Task statement:
Reproduce exactly, from the data that follows, the line with "image.read(self.start_va, (self.end_va - self.start_va)", the line with "self.placeholder_sites(image, INTEGRITY_HASH)", and every line that lies between them.

Records shown:
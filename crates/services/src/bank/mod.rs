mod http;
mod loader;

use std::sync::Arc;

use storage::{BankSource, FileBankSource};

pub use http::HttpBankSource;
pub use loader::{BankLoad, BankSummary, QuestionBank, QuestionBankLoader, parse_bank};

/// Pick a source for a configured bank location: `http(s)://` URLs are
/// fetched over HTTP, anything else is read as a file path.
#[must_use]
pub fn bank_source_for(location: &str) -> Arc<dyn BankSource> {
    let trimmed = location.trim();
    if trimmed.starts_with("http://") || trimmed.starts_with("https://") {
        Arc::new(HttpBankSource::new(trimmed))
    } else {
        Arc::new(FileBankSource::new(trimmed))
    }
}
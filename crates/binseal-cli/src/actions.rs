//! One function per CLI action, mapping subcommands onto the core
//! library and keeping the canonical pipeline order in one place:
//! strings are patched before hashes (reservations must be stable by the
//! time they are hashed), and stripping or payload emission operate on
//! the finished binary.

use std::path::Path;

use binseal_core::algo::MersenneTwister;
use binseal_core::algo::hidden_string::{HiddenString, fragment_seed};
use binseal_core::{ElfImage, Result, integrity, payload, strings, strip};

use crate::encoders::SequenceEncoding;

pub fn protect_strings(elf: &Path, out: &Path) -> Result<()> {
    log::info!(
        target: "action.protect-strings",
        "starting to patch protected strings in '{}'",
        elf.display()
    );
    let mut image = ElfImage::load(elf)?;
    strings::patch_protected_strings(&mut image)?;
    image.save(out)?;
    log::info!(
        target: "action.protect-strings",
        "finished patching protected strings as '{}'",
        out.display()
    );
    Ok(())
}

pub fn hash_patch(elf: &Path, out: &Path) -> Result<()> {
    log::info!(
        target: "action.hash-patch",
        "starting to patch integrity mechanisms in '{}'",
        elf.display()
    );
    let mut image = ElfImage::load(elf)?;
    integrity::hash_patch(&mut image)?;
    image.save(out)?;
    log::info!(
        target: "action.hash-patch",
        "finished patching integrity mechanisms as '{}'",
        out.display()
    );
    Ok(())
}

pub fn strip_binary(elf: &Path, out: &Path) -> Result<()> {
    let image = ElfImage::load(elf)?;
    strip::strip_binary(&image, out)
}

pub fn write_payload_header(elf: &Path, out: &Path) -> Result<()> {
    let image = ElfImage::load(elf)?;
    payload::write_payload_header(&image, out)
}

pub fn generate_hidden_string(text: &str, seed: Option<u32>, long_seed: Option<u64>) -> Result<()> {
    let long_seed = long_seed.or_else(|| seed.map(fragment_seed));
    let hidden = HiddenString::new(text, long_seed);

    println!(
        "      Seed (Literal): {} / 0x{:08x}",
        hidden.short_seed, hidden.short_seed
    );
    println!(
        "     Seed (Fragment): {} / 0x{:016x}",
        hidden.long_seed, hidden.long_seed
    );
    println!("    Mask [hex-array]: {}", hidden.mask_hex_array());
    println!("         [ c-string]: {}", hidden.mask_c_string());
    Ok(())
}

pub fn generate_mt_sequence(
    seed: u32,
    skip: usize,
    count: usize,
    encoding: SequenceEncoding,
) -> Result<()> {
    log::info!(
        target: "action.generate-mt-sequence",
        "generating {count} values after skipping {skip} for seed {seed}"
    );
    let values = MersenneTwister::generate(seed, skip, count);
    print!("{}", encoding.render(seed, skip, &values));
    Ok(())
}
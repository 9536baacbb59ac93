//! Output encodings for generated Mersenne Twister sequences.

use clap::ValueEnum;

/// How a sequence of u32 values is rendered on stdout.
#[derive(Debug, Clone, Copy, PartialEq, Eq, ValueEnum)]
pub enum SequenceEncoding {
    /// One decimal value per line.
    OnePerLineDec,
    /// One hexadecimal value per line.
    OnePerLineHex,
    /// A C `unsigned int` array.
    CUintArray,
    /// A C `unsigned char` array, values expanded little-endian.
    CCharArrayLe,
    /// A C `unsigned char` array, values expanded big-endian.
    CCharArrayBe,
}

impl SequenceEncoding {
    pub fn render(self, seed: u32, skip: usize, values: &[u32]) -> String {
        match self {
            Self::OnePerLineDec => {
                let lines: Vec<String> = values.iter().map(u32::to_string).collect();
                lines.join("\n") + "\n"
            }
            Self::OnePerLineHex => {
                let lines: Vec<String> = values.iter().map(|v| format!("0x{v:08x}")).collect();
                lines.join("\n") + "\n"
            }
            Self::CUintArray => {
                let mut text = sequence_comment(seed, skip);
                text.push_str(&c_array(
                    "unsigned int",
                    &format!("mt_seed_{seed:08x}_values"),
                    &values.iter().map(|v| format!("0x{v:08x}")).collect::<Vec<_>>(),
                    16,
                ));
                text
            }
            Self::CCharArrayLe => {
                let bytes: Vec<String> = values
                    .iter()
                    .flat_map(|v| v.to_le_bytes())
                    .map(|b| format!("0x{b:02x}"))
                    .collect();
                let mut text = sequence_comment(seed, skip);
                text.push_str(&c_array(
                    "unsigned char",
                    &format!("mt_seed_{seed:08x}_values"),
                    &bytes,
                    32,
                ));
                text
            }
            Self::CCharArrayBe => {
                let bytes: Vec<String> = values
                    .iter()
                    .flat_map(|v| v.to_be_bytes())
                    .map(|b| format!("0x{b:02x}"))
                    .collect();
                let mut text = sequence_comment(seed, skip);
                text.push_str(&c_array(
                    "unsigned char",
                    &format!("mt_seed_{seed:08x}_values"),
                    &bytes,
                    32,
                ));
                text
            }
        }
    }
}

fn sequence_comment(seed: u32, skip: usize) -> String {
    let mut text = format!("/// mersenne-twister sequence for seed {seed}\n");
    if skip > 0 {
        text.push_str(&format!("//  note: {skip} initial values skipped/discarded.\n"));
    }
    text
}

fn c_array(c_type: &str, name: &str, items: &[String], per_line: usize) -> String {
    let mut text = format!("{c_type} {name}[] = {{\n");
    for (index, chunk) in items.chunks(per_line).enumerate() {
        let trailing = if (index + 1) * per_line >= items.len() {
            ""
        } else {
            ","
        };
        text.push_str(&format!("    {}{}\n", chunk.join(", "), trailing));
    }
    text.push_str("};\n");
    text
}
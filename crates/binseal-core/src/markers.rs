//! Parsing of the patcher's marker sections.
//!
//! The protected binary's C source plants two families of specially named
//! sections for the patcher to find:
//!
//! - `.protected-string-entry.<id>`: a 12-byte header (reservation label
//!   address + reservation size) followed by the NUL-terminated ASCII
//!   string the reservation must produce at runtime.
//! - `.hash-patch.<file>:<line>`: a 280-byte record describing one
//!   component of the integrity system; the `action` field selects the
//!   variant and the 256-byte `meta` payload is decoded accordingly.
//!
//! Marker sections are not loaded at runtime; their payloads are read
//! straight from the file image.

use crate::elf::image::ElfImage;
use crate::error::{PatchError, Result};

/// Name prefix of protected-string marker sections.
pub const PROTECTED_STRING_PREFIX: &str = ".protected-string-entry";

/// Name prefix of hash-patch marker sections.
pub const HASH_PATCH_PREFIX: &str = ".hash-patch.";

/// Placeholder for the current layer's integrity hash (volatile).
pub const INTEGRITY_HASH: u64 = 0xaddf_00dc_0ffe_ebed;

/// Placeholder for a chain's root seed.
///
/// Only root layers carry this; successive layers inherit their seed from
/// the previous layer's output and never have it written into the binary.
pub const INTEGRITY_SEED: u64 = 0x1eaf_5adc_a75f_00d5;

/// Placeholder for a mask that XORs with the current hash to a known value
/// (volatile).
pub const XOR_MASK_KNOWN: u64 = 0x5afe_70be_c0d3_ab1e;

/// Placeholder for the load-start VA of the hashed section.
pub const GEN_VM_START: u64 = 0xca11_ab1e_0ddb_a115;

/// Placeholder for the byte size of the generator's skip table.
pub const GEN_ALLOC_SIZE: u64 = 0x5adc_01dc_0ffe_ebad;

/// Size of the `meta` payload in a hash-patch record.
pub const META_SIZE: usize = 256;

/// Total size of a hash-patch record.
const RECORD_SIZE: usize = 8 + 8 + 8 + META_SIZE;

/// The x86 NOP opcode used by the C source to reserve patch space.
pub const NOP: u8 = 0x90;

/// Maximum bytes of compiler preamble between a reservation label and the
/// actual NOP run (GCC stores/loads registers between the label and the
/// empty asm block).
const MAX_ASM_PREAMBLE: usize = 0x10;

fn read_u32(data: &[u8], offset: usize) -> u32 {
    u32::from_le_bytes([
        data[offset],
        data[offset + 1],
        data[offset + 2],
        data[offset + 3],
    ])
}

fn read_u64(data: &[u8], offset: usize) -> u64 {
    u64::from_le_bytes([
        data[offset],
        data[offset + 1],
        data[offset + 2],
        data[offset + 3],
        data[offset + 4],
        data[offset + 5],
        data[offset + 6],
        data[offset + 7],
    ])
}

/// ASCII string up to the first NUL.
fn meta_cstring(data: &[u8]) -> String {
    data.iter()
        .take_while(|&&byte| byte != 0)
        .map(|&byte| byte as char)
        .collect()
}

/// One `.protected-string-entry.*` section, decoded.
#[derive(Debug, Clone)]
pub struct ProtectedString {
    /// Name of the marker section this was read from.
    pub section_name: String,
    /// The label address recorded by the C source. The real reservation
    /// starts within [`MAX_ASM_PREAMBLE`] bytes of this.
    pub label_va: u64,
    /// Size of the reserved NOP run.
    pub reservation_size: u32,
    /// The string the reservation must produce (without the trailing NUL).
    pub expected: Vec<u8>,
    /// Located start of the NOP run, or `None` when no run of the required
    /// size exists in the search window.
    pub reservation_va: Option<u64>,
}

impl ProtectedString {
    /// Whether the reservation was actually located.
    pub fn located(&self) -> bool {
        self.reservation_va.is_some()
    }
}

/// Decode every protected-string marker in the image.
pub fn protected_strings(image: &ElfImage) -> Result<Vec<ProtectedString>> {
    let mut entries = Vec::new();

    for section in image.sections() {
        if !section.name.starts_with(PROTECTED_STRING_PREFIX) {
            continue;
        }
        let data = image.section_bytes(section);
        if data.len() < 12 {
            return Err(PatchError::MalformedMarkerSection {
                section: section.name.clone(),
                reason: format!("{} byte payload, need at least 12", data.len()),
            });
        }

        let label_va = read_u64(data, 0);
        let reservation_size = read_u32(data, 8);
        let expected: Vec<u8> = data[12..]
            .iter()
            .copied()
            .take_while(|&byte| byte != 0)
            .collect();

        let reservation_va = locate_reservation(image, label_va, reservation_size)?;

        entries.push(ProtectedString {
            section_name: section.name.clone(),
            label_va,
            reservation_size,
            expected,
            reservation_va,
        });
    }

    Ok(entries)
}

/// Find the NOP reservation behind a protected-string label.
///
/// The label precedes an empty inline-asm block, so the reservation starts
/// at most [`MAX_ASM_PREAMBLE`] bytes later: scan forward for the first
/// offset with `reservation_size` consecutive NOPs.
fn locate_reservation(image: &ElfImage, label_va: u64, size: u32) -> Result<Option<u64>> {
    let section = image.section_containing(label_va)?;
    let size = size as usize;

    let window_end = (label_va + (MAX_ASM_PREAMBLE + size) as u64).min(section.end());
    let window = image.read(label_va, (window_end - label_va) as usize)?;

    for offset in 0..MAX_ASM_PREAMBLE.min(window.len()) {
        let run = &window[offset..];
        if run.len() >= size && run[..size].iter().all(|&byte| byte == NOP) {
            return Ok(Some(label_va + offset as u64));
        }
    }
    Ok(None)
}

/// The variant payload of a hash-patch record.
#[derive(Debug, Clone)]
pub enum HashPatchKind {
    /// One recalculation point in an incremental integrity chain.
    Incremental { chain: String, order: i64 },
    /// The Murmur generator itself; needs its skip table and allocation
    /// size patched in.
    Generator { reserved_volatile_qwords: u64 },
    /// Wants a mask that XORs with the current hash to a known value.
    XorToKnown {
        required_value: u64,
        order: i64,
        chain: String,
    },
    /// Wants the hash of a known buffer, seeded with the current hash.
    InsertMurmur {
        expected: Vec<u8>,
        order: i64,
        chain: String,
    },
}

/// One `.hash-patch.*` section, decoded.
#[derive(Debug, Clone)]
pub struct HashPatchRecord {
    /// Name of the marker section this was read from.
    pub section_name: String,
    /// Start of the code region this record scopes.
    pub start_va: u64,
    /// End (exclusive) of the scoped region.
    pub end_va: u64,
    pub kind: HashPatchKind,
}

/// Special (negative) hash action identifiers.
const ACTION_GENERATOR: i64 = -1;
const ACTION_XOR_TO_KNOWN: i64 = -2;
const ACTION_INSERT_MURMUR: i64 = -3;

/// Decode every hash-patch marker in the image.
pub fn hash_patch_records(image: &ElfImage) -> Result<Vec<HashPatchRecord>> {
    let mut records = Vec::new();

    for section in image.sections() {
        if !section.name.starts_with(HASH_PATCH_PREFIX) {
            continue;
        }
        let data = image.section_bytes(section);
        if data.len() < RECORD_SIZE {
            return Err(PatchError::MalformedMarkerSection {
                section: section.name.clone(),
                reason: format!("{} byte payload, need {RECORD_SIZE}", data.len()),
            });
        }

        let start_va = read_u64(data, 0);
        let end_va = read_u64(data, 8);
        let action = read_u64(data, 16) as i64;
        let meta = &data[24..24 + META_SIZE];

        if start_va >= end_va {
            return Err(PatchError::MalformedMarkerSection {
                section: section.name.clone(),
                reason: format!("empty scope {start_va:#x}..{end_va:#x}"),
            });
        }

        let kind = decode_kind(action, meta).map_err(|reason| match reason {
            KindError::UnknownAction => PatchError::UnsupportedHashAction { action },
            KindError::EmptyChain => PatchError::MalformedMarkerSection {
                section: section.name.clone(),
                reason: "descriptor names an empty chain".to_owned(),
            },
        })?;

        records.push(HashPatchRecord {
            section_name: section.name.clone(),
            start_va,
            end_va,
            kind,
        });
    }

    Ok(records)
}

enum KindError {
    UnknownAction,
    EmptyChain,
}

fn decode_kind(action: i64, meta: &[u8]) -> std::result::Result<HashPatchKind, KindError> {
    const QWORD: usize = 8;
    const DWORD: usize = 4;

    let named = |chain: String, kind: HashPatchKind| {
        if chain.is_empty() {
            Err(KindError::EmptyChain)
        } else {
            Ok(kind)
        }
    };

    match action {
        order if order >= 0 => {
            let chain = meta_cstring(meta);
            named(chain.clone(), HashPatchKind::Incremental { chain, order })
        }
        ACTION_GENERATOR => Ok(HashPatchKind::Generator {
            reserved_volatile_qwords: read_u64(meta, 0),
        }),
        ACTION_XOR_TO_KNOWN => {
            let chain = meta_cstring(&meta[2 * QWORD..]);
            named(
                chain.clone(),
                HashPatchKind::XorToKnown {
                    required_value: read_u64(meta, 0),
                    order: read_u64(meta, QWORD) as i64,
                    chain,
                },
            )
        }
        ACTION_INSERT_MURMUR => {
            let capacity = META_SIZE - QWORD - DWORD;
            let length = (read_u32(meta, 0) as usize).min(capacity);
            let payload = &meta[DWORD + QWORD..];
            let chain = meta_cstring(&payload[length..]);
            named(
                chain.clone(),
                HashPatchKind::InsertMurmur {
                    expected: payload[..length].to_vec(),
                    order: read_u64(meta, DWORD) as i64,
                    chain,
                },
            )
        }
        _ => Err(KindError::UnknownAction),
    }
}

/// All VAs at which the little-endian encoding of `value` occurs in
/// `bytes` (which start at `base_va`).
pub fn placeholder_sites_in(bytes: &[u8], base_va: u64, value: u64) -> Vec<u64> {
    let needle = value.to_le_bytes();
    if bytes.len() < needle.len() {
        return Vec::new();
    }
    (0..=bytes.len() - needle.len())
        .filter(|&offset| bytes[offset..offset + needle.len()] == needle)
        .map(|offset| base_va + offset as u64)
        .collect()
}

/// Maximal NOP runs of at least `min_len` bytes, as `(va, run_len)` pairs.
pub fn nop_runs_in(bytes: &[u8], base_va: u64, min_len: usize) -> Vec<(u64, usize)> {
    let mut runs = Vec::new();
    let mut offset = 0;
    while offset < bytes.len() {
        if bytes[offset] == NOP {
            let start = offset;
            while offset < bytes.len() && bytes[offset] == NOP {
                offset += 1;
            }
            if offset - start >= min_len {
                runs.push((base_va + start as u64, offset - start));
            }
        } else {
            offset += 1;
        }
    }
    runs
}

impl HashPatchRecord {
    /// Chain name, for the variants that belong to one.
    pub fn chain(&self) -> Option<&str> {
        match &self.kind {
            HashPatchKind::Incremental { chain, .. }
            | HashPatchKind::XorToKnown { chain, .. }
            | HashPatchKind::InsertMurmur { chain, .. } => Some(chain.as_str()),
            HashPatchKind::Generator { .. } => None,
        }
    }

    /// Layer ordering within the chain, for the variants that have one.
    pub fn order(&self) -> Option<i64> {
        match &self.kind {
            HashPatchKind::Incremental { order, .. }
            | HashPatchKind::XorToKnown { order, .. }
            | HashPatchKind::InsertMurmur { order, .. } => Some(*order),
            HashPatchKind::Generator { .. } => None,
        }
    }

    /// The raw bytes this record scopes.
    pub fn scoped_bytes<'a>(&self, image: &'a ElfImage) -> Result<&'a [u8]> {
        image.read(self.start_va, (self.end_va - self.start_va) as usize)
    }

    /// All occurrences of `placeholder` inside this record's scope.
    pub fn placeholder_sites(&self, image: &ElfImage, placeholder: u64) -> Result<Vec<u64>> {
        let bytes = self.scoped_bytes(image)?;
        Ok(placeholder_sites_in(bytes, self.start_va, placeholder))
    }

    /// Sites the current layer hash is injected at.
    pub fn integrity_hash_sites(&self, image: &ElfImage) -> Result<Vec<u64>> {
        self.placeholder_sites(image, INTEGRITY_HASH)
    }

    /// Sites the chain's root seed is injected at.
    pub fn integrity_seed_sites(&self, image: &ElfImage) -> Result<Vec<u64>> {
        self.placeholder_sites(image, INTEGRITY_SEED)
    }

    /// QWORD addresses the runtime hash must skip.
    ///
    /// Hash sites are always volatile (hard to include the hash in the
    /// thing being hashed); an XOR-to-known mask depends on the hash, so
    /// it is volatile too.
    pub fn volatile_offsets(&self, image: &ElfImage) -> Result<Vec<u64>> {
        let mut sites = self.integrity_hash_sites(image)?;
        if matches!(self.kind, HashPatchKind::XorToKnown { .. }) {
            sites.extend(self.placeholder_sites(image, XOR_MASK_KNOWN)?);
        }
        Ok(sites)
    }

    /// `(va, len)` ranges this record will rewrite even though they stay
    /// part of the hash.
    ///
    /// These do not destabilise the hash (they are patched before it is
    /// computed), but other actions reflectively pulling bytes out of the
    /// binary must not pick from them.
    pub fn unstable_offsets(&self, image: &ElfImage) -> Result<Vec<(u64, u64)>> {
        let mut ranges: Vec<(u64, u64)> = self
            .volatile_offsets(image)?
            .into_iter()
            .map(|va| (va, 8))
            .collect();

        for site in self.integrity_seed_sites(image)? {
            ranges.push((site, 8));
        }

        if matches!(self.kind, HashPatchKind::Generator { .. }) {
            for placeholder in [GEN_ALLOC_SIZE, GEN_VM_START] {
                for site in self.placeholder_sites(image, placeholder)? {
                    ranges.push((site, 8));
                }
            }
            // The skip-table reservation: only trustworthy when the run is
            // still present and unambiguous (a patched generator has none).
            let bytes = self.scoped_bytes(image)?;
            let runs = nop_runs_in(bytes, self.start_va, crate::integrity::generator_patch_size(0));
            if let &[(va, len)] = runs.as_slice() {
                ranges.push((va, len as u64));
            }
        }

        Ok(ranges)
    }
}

Response below:
        image.read(self.start_va, (self.end_va - self.start_va) as usize)
    }

    /// All occurrences of `placeholder` inside this record's scope.
    pub fn placeholder_sites(&self, image: &ElfImage, placeholder: u64) -> Result<Vec<u64>> {
        let bytes = self.scoped_bytes(image)?;
        Ok(placeholder_sites_in(bytes, self.start_va, placeholder))
    }

    /// Sites the current layer hash is injected at.
    pub fn integrity_hash_sites(&self, image: &ElfImage) -> Result<Vec<u64>> {
        self.placeholder_sites(image, INTEGRITY_HASH)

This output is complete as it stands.